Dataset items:
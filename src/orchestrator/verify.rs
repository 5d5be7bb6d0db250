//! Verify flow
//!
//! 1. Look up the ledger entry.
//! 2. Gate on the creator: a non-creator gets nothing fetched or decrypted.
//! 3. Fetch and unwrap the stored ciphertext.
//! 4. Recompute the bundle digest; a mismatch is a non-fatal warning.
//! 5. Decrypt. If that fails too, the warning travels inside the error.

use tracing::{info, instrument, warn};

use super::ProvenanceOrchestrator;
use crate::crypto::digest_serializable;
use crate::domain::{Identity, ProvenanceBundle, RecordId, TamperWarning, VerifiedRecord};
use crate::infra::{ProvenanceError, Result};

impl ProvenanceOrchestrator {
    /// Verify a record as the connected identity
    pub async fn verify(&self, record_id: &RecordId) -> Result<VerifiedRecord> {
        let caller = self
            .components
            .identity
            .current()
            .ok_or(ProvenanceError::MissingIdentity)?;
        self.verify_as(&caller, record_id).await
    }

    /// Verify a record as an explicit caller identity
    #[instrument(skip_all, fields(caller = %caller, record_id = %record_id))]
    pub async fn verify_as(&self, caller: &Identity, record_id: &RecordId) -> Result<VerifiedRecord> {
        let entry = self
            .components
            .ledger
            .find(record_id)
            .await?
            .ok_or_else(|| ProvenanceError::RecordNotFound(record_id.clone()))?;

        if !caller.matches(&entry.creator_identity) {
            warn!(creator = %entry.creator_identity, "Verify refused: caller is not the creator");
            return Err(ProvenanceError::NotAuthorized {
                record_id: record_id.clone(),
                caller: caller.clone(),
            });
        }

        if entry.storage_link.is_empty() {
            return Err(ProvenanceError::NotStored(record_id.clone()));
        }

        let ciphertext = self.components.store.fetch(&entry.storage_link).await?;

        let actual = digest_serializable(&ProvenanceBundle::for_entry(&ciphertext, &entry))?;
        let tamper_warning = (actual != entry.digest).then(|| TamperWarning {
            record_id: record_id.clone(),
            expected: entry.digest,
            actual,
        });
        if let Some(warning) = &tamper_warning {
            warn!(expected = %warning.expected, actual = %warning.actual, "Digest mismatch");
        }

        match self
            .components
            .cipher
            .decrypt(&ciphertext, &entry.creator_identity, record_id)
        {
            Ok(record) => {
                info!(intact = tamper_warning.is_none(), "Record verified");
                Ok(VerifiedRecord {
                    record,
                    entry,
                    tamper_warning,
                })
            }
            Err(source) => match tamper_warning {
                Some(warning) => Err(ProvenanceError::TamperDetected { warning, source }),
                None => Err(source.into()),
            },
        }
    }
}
---
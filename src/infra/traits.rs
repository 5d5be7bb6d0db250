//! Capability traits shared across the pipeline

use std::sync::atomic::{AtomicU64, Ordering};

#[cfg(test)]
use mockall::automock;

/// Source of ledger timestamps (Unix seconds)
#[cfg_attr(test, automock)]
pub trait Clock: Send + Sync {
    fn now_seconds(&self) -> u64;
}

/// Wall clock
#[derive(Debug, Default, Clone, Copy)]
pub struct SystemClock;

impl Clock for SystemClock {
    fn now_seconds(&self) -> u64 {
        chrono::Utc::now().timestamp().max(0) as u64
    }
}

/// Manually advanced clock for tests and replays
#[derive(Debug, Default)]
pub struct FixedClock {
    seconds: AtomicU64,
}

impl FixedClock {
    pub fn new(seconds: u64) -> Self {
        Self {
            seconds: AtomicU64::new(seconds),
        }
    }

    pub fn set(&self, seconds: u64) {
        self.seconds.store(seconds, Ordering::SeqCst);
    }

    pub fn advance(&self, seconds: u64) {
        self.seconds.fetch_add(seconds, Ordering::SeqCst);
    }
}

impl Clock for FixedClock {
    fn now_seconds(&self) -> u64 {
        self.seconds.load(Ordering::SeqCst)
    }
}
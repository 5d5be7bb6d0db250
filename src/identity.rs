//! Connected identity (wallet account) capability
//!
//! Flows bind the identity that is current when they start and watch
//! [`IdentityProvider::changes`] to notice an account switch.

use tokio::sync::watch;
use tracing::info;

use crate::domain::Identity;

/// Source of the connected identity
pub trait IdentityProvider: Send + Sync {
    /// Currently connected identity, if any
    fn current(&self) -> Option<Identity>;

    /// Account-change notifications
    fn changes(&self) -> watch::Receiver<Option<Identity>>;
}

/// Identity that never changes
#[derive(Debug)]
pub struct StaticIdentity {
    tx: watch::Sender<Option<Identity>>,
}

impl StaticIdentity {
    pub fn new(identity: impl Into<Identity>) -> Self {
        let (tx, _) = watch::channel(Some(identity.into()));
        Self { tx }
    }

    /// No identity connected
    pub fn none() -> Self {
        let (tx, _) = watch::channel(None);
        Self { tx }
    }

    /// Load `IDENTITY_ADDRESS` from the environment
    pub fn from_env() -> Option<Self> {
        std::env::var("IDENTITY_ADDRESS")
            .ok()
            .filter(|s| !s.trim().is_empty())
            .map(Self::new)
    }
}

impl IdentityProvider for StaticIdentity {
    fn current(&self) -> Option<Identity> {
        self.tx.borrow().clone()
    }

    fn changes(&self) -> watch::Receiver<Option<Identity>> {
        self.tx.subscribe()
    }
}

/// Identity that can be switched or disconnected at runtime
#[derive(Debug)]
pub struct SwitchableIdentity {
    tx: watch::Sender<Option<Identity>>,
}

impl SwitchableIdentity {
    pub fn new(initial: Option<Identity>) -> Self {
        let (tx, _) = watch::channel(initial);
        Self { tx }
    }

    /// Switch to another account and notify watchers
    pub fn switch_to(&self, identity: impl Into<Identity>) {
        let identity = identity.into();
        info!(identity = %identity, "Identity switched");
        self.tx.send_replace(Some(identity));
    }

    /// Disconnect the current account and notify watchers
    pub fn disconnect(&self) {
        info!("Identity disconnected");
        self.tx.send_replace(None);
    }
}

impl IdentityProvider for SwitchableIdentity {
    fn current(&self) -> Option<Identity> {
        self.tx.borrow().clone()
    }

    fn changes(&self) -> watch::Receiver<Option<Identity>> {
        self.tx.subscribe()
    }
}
* * *
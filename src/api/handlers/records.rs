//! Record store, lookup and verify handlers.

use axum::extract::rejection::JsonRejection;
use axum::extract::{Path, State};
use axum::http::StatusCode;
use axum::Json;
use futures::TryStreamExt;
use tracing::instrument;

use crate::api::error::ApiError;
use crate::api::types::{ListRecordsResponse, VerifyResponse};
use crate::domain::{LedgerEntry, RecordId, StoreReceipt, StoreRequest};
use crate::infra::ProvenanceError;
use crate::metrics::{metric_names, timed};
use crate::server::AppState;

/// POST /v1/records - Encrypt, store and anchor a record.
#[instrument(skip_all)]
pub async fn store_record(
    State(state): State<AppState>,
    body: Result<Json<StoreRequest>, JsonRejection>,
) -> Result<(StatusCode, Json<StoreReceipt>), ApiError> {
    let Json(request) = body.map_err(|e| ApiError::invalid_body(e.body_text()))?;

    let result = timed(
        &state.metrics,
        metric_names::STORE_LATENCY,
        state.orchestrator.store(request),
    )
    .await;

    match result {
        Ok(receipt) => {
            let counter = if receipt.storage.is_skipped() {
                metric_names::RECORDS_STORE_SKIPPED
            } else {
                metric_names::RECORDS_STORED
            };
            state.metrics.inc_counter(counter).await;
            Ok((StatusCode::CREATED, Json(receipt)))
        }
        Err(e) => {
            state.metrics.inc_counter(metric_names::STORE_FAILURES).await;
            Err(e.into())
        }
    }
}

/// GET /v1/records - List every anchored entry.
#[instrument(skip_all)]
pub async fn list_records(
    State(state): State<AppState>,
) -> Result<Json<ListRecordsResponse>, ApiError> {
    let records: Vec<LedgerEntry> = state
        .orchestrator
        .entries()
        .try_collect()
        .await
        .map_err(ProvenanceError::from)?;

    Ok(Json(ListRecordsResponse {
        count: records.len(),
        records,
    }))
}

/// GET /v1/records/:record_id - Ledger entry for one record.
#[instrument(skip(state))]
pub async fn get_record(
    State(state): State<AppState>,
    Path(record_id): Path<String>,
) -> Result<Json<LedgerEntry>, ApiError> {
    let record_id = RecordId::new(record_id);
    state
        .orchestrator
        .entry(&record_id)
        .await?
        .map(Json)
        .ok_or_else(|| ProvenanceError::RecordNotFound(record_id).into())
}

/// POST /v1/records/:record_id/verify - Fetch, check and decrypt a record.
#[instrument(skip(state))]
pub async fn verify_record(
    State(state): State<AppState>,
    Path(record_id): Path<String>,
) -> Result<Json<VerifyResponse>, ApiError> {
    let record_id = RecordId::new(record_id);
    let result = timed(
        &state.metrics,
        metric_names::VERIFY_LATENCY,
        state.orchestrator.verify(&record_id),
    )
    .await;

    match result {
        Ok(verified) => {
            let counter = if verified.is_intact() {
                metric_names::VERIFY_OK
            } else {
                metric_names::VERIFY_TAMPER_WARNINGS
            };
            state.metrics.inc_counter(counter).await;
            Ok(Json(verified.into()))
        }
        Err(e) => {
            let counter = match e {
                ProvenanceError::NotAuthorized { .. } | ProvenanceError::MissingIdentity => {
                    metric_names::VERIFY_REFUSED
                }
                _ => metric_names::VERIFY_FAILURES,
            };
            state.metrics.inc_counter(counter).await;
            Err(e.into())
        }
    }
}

The problem: Where a line of the records above holds the word "that", count it; give the total as a single number and nothing else.

The answer: 4